EXERCISE OBJECTIVE: Which lines of the records below contain the word "model"? Copy each of them out.

[Records contained in a dataset]
============

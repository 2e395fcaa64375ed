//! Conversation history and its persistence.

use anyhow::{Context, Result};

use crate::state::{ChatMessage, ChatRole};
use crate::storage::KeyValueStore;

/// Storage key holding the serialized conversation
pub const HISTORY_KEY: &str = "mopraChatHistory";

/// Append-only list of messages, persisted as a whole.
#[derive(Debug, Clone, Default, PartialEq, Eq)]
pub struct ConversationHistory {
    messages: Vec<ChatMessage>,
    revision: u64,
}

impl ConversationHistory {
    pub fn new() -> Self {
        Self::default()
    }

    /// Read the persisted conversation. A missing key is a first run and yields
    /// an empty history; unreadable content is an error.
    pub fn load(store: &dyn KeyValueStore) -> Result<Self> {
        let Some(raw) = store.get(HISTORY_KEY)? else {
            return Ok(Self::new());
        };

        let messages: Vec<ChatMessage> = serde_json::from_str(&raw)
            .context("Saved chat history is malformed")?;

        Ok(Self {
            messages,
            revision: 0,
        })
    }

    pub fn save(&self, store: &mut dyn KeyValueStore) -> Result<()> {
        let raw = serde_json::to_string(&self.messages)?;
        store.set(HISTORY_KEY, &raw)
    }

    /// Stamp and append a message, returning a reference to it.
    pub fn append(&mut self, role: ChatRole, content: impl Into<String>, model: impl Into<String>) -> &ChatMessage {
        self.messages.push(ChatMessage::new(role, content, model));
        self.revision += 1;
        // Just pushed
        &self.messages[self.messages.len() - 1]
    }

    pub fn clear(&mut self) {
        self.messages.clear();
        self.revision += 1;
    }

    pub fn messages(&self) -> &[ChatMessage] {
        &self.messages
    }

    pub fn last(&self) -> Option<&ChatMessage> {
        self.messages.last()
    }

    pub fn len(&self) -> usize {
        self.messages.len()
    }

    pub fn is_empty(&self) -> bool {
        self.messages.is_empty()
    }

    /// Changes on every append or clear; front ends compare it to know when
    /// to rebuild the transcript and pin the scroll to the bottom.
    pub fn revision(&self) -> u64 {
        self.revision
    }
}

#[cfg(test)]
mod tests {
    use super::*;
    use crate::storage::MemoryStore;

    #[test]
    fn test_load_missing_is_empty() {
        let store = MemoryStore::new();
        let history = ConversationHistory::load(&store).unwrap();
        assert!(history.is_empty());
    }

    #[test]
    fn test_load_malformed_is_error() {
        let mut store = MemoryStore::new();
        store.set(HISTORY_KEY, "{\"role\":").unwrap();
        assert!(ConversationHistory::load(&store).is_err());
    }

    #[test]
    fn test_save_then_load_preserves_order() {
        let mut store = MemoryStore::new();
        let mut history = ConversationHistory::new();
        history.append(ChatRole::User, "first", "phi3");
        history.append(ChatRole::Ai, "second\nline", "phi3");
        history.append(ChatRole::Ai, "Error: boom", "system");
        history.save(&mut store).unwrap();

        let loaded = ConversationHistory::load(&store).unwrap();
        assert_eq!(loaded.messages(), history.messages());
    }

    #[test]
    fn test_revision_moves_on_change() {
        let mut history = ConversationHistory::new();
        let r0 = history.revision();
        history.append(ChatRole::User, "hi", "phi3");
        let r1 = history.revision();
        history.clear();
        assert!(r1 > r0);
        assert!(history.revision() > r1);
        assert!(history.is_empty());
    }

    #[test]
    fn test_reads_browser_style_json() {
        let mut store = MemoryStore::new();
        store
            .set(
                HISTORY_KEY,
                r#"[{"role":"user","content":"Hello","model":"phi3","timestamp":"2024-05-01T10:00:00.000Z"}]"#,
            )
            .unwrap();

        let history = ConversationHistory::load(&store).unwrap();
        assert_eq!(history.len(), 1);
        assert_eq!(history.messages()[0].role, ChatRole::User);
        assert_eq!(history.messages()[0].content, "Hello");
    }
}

============

RESULT FOR THIS EXERCISE:
    pub fn append(&mut self, role: ChatRole, content: impl Into<String>, model: impl Into<String>) -> &ChatMessage {
        self.messages.push(ChatMessage::new(role, content, model));
                r#"[{"role":"user","content":"Hello","model":"phi3","timestamp":"2024-05-01T10:00:00.000Z"}]"#,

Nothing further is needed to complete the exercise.